If you simply want to experience the best of Cuban culture but are not sure you have a legitimate reason to be granted access into the country, then you could start by experiencing Cuban culture in Miami without the need of special permission, or even a passport. A 2012 demographic revealed that the greater Miami area was home to 1.2 million Cuban-Americans at the time, and that number continues to grow. Many of Miami’s Cuban immigrants are concentrated in the city’s Cuban neighborhood, Little Havana, where you will find a fusion of Cuban as well as Central and South American culture. Calle Ocho is the nucleus of Little Havana, a roughly three-square-mile hub of activity hosting about 55,000 residents, mostly of Latin American descent.
If you plan on taking a trip to Miami’s Little Havana, you will be met with an overwhelming influence of Cuban culture.
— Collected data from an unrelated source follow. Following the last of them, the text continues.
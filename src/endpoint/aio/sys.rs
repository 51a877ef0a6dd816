//! Linux-native AIO system calls.

use libc::{
    c_int, c_long, c_uint, c_ulong, syscall, timespec, SYS_io_cancel, SYS_io_destroy, SYS_io_getevents,
    SYS_io_setup, SYS_io_submit,
};
use std::{
    io::{Error, Result},
    os::fd::RawFd,
};

/// AIO context.
pub type ContextId = c_ulong;

/// Opcodes for [`IoCb::opcode`].
pub mod opcode {
    pub const PREAD: u16 = 0;
    pub const PWRITE: u16 = 1;
}

/// AIO completion event as delivered by the kernel.
#[derive(Debug, Clone, Copy, Default)]
#[repr(C)]
pub struct IoEvent {
    /// [`IoCb::data`] of the completed request.
    pub data: u64,
    /// Address of the completed [`IoCb`].
    pub obj: u64,
    /// Bytes transferred or negated errno.
    pub res: i64,
    pub res2: i64,
}

/// AIO control block.
///
/// Layout of `struct iocb` from `linux/aio_abi.h`.
#[derive(Debug, Clone, Copy, Default)]
#[repr(C)]
pub struct IoCb {
    pub data: u64,

    #[cfg(target_endian = "little")]
    pub key: u32,
    #[cfg(target_endian = "little")]
    pub rw_flags: c_int,

    #[cfg(target_endian = "big")]
    pub rw_flags: c_int,
    #[cfg(target_endian = "big")]
    pub key: u32,

    /// Opcode from [`opcode`].
    pub opcode: u16,
    pub reqprio: i16,
    pub fildes: RawFd,

    /// Address of the transfer buffer.
    pub buf: u64,
    /// Size of the transfer buffer.
    pub nbytes: u64,
    /// Ignored by gadget endpoint files.
    pub offset: i64,

    pub _reserved2: u64,
    pub flags: u32,
    pub resfd: RawFd,
}

impl IoCb {
    pub fn new(opcode: u16, fildes: RawFd, buf: *mut u8, nbytes: u64, data: u64) -> Self {
        Self { opcode, fildes, buf: buf as usize as u64, nbytes, data, ..Default::default() }
    }
}

/// create an asynchronous I/O context
pub unsafe fn setup(nr_events: c_uint, ctx_idp: &mut ContextId) -> Result<()> {
    match syscall(SYS_io_setup, nr_events, ctx_idp as *mut _) {
        0 => Ok(()),
        _ => Err(Error::last_os_error()),
    }
}

/// destroy an asynchronous I/O context
///
/// Blocks until all outstanding requests have completed.
pub unsafe fn destroy(ctx_id: ContextId) -> Result<()> {
    match syscall(SYS_io_destroy, ctx_id) as c_int {
        0 => Ok(()),
        _ => Err(Error::last_os_error()),
    }
}

/// submit asynchronous I/O blocks for processing
pub unsafe fn submit(ctx_id: ContextId, nr: c_long, iocbpp: *mut *mut IoCb) -> Result<c_int> {
    match syscall(SYS_io_submit, ctx_id, nr, iocbpp) as c_int {
        -1 => Err(Error::last_os_error()),
        n => Ok(n),
    }
}

/// cancel an outstanding asynchronous I/O operation
pub unsafe fn cancel(ctx_id: ContextId, iocb: *mut IoCb, result: *mut IoEvent) -> Result<()> {
    match syscall(SYS_io_cancel, ctx_id, iocb, result) as c_int {
        0 => Ok(()),
        _ => Err(Error::last_os_error()),
    }
}

/// read asynchronous I/O events from the completion queue
pub unsafe fn getevents(
    ctx_id: ContextId, min_nr: c_long, nr: c_long, events: *mut IoEvent, timeout: *const timespec,
) -> Result<c_int> {
    match syscall(SYS_io_getevents, ctx_id, min_nr, nr, events, timeout) as c_int {
        -1 => Err(Error::last_os_error()),
        n => Ok(n),
    }
}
You could certainly just wander from place to place, stopping wherever strikes your fancy, but if you prefer to head into your vacations with more of a plan, be sure to add these five attractions to your itinerary.
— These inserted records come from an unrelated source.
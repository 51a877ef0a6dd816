//! PTUN tunnel framing.
//!
//! Frames sent to the USB host carry a 3-byte header consisting of a status byte
//! and the little-endian payload length. Frames received from the USB host carry
//! only the 2-byte little-endian payload length.

use byteorder::{ByteOrder, LE};
use bytes::{BufMut, Bytes, BytesMut};
use macaddr::MacAddr6;
use std::{fmt, io};

/// Maximum Ethernet frame length; frames must be strictly shorter.
pub const MAX_FRAME: usize = 1560;

/// Size of the buffer used for receiving frames from the USB host.
pub const BUFFER_SIZE: usize = 2048;

/// Header length of frames sent to the USB host.
pub const OUT_HEADER_SIZE: usize = 3;

/// Header length of frames received from the USB host.
pub const IN_HEADER_SIZE: usize = 2;

/// Status byte of a valid frame.
pub const STATUS_OK: u8 = 0;

/// Tunnel framing error.
#[derive(Debug, Clone, Copy, PartialEq, Eq)]
pub enum FrameError {
    /// Payload length is not below [`MAX_FRAME`].
    Oversize(usize),
    /// The received data is shorter than its header announces.
    Truncated {
        /// Announced payload length.
        len: usize,
        /// Available payload bytes.
        available: usize,
    },
}

impl fmt::Display for FrameError {
    fn fmt(&self, f: &mut fmt::Formatter) -> fmt::Result {
        match self {
            Self::Oversize(len) => write!(f, "frame of {len} bytes exceeds maximum of {} bytes", MAX_FRAME - 1),
            Self::Truncated { len, available } => {
                write!(f, "frame announces {len} bytes but only {available} bytes are available")
            }
        }
    }
}

impl std::error::Error for FrameError {}

impl From<FrameError> for io::Error {
    fn from(err: FrameError) -> Self {
        io::Error::new(io::ErrorKind::InvalidData, err)
    }
}

/// Encodes an Ethernet frame for sending to the USB host.
pub fn encode(payload: &[u8]) -> Result<Bytes, FrameError> {
    if payload.len() >= MAX_FRAME {
        return Err(FrameError::Oversize(payload.len()));
    }

    let mut buf = BytesMut::with_capacity(OUT_HEADER_SIZE + payload.len());
    buf.put_u8(STATUS_OK);
    buf.put_u16_le(payload.len() as u16);
    buf.put_slice(payload);
    Ok(buf.freeze())
}

/// Decodes a frame received from the USB host, returning its payload.
///
/// Bytes following the announced payload are ignored.
pub fn decode(data: &[u8]) -> Result<&[u8], FrameError> {
    if data.len() < IN_HEADER_SIZE {
        return Err(FrameError::Truncated { len: IN_HEADER_SIZE, available: data.len() });
    }

    let len = LE::read_u16(data) as usize;
    if len >= MAX_FRAME {
        return Err(FrameError::Oversize(len));
    }

    let payload = &data[IN_HEADER_SIZE..];
    if payload.len() < len {
        return Err(FrameError::Truncated { len, available: payload.len() });
    }
    Ok(&payload[..len])
}

/// Ethernet header, used for logging.
#[derive(Debug, Clone, Copy, PartialEq, Eq)]
pub struct EthernetHeader {
    /// Destination address.
    pub dst: MacAddr6,
    /// Source address.
    pub src: MacAddr6,
    /// EtherType.
    pub ethertype: u16,
}

impl EthernetHeader {
    /// Header size.
    pub const SIZE: usize = 14;

    /// Parses the header of an Ethernet frame.
    pub fn parse(frame: &[u8]) -> Option<Self> {
        if frame.len() < Self::SIZE {
            return None;
        }
        let mac = |b: &[u8]| MacAddr6::new(b[0], b[1], b[2], b[3], b[4], b[5]);
        Some(Self { dst: mac(&frame[0..6]), src: mac(&frame[6..12]), ethertype: byteorder::BE::read_u16(&frame[12..14]) })
    }
}

impl fmt::Display for EthernetHeader {
    fn fmt(&self, f: &mut fmt::Formatter) -> fmt::Result {
        write!(f, "{} -> {} type {:#06x}", self.src, self.dst, self.ethertype)
    }
}

#[cfg(test)]
mod test {
    use super::*;

    #[test]
    fn encode_header() {
        let frame = encode(&[0xaa; 60]).unwrap();
        assert_eq!(frame.len(), 63);
        assert_eq!(&frame[..3], &[0, 60, 0]);
        assert!(frame[3..].iter().all(|&b| b == 0xaa));

        let frame = encode(&[0; 1514]).unwrap();
        assert_eq!(&frame[..3], &[0, 0xea, 0x05]);
    }

    #[test]
    fn encode_rejects_oversize() {
        assert_eq!(encode(&[0; MAX_FRAME]), Err(FrameError::Oversize(MAX_FRAME)));
        assert!(encode(&[0; MAX_FRAME - 1]).is_ok());
        assert_eq!(encode(&[]).unwrap().as_ref(), &[0, 0, 0]);
    }

    #[test]
    fn decode_bounds() {
        assert_eq!(decode(&[3, 0, 1, 2, 3, 9, 9]).unwrap(), &[1, 2, 3]);
        assert_eq!(decode(&[0, 0]).unwrap(), &[] as &[u8]);
        assert_eq!(decode(&[1]), Err(FrameError::Truncated { len: 2, available: 1 }));
        assert_eq!(decode(&[4, 0, 1]), Err(FrameError::Truncated { len: 4, available: 1 }));

        let oversize = (MAX_FRAME as u16).to_le_bytes();
        assert_eq!(decode(&oversize), Err(FrameError::Oversize(MAX_FRAME)));
        assert_eq!(decode(&[0xff, 0xff]), Err(FrameError::Oversize(0xffff)));
    }

    #[test]
    fn ethernet_header() {
        let mut frame = vec![0xff; 6];
        frame.extend_from_slice(&[0x02, 0, 0, 0, 0, 1]);
        frame.extend_from_slice(&[0x08, 0x06]);
        let hdr = EthernetHeader::parse(&frame).unwrap();
        assert_eq!(hdr.dst, MacAddr6::broadcast());
        assert_eq!(hdr.src, MacAddr6::new(2, 0, 0, 0, 0, 1));
        assert_eq!(hdr.ethertype, 0x0806);
        assert!(EthernetHeader::parse(&frame[..13]).is_none());
    }
}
1. Cubaocho Museum & Performing Arts Center: This gallery is home to one of the largest private collections of Cuban art in the world and admission is free.
2. Ball & Chain dance club: A trip to Miami would not be complete without taking some time to dance! The Ball & Chain nightclub plays traditional Latin music and even offers dance lessons on select days! You can purchase drinks and tapas for about $20.
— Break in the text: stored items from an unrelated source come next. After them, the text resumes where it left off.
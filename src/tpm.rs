//! TPM proxy bridge.
//!
//! Splices raw bytes between a local TPM character device and a dedicated pair
//! of USB bulk endpoints. No framing is applied; byte order is preserved per
//! direction.

use rustix::{
    event::{poll, PollFd, PollFlags},
    io::Errno,
};
use std::{
    fs::{File, OpenOptions},
    io::{self, ErrorKind, Read, Write},
    os::{fd::AsFd, unix::fs::OpenOptionsExt},
    path::PathBuf,
    sync::Arc,
    time::Duration,
};

use crate::{
    endpoint::{wait_ready, Readiness, TransferError},
    worker::Worker,
    CancelToken,
};

/// Default TPM device.
pub const DEFAULT_DEVICE: &str = "/dev/tpm0";

/// Maximum number of bytes relayed per operation.
pub const BUFFER_SIZE: usize = 512;

/// TPM proxy configuration.
#[derive(Debug, Clone)]
#[non_exhaustive]
pub struct TpmConfig {
    /// Path of the TPM character device.
    pub device: PathBuf,
    /// Time to wait for the USB host to configure the gadget before giving up.
    pub ready_timeout: Duration,
    /// Time to wait for the worker to exit when stopping.
    pub stop_timeout: Duration,
}

impl Default for TpmConfig {
    fn default() -> Self {
        Self { device: DEFAULT_DEVICE.into(), ready_timeout: Duration::from_secs(10), stop_timeout: Duration::from_secs(1) }
    }
}

impl TpmConfig {
    /// Sets the TPM device path.
    #[must_use]
    pub fn with_device(mut self, device: impl Into<PathBuf>) -> Self {
        self.device = device.into();
        self
    }

    /// Sets the readiness timeout.
    #[must_use]
    pub fn with_ready_timeout(mut self, ready_timeout: Duration) -> Self {
        self.ready_timeout = ready_timeout;
        self
    }

    /// Sets the stop timeout.
    #[must_use]
    pub fn with_stop_timeout(mut self, stop_timeout: Duration) -> Self {
        self.stop_timeout = stop_timeout;
        self
    }
}

/// Running TPM proxy.
///
/// The proxy is stopped when dropped.
#[derive(Debug)]
pub struct TpmProxy {
    worker: Worker,
}

impl TpmProxy {
    /// Opens the TPM device and starts the proxy worker.
    ///
    /// `usb_rx` is the endpoint file receiving from the USB host and `usb_tx` the
    /// endpoint file sending to it.
    pub fn start<R, W>(config: TpmConfig, usb_rx: R, usb_tx: W, ready: Arc<dyn Readiness>) -> io::Result<Self>
    where
        R: Read + AsFd + Send + 'static,
        W: Write + Send + 'static,
    {
        let device = Self::open_device(&config)?;
        Self::start_with_device(config, device, usb_rx, usb_tx, ready)
    }

    /// Starts the proxy worker using an already opened TPM device.
    ///
    /// The path in `config` is ignored.
    pub fn start_with_device<D, R, W>(
        config: TpmConfig, device: D, usb_rx: R, usb_tx: W, ready: Arc<dyn Readiness>,
    ) -> io::Result<Self>
    where
        D: Read + Write + AsFd + Send + 'static,
        R: Read + AsFd + Send + 'static,
        W: Write + Send + 'static,
    {
        let stop_timeout = config.stop_timeout;
        let proxy = Proxy { config, device, usb_rx, usb_tx, ready };
        let worker = Worker::spawn("tpm-proxy", move |cancel| proxy.run(&cancel))?.with_stop_timeout(stop_timeout);
        Ok(Self { worker })
    }

    fn open_device(config: &TpmConfig) -> io::Result<File> {
        let file = OpenOptions::new().read(true).write(true).custom_flags(libc::O_SYNC).open(&config.device)?;
        log::debug!("opened TPM device {}", config.device.display());
        Ok(file)
    }

    /// Whether the worker has exited.
    pub fn is_stopped(&self) -> bool {
        self.worker.is_stopped()
    }

    /// Stops the proxy.
    pub fn stop(mut self) -> io::Result<()> {
        let timeout = self.worker.stop_timeout();
        self.worker.stop(timeout)
    }
}

struct Proxy<D, R, W> {
    config: TpmConfig,
    device: D,
    usb_rx: R,
    usb_tx: W,
    ready: Arc<dyn Readiness>,
}

impl<D, R, W> Proxy<D, R, W>
where
    D: Read + Write + AsFd,
    R: Read + AsFd,
    W: Write,
{
    fn run(mut self, cancel: &CancelToken) {
        log::info!("TPM proxy waiting for USB host");
        match wait_ready(&*self.ready, self.config.ready_timeout, cancel) {
            Ok(()) => (),
            Err(TransferError::Cancelled) => return,
            Err(err) => {
                log::error!("TPM proxy not serving: {err}");
                return;
            }
        }

        log::info!("TPM proxy serving {}", self.config.device.display());
        if let Err(err) = self.splice(cancel) {
            log::error!("TPM proxy failed: {err}");
        }
        log::info!("TPM proxy exited");
    }

    fn splice(&mut self, cancel: &CancelToken) -> io::Result<()> {
        let mut buf = [0; BUFFER_SIZE];
        let events = PollFlags::IN | PollFlags::PRI;
        let exceptional = PollFlags::PRI | PollFlags::ERR | PollFlags::NVAL;

        loop {
            let (usb, tpm, wake) = {
                let mut fds = [
                    PollFd::new(&self.usb_rx, events),
                    PollFd::new(&self.device, events),
                    PollFd::from_borrowed_fd(cancel.wake_fd(), PollFlags::IN),
                ];
                match poll(&mut fds, None) {
                    Ok(_) => (),
                    Err(Errno::INTR) => continue,
                    Err(err) => return Err(err.into()),
                }
                (fds[0].revents(), fds[1].revents(), fds[2].revents())
            };

            if !wake.is_empty() || cancel.is_cancelled() {
                return Ok(());
            }

            if usb.contains(PollFlags::IN) {
                match self.usb_rx.read(&mut buf) {
                    Ok(0) => {
                        log::info!("TPM proxy USB endpoint closed");
                        return Ok(());
                    }
                    Ok(n) => {
                        log::trace!("TPM proxy relaying {n} bytes to TPM");
                        if let Err(err) = self.device.write_all(&buf[..n]) {
                            log::warn!("TPM proxy cannot write to TPM: {err}");
                        }
                    }
                    Err(err) if err.kind() == ErrorKind::Interrupted => (),
                    Err(err) => return Err(err),
                }
            }

            if tpm.contains(PollFlags::IN) {
                match self.device.read(&mut buf) {
                    Ok(0) => {
                        log::info!("TPM device closed");
                        return Ok(());
                    }
                    Ok(n) => {
                        log::trace!("TPM proxy relaying {n} bytes to USB host");
                        if let Err(err) = self.usb_tx.write_all(&buf[..n]) {
                            log::warn!("TPM proxy cannot write to USB endpoint: {err}");
                        }
                    }
                    Err(err) if matches!(err.kind(), ErrorKind::Interrupted | ErrorKind::WouldBlock) => (),
                    Err(err) => log::warn!("TPM proxy cannot read from TPM: {err}"),
                }
            }

            let hangup = |flags: PollFlags| flags.contains(PollFlags::HUP) && !flags.contains(PollFlags::IN);
            if usb.intersects(exceptional) || tpm.intersects(exceptional) || hangup(usb) || hangup(tpm) {
                log::warn!("TPM proxy exceptional condition: USB {usb:?}, TPM {tpm:?}");
                return Ok(());
            }
        }
    }
}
3. El Titan de Bronze cigar shop: I don’t mean to condone smoking in any way, but cigars are a Cuban tradition, so whether you plan on purchasing or simply perusing the shelves, one of the best ways to experience Cuban culture is at a cigar shop. El Titan de Bronze is a family-owned shop that employs highly-skilled tabaqueros (cigar-rollers) with extensive experience working in cigar factories in Cuba.
4. El Pub Restaurant: If you want an authentic Cuban meal at a decent price, then you’ve got to visit El Pub Restaurant. The family-style restaurant serves classic Cuban dishes such as ropa vieja (stewed beef with vegetables) and the Cubano sandwich for around $10.
5. Versailles Restaurant: This restaurant is a little more upscale slightly more pricy than the aforementioned El Pub restaurant, but it is worth a visit for its history alone. Versailles Restaurant claims to be the “Most Famous Cuban Restaurant in the World,” and that would not be an exaggeration. The restaurant became a gathering place for Cuban exiles when it opened in 1971 and has continued in that tradition, becoming a hub of political activity after President Obama announced the policy shift between the United States and Cuba in December 2014.
While these five ideas are certainly enough to get your started and provide your fix of Cuban culture in Miami, there is so much more history and culture to explore! It would definitely be worth your time to book a tour through a knowledgeable tour guide such as HistoryMiami or Corinna Moebius.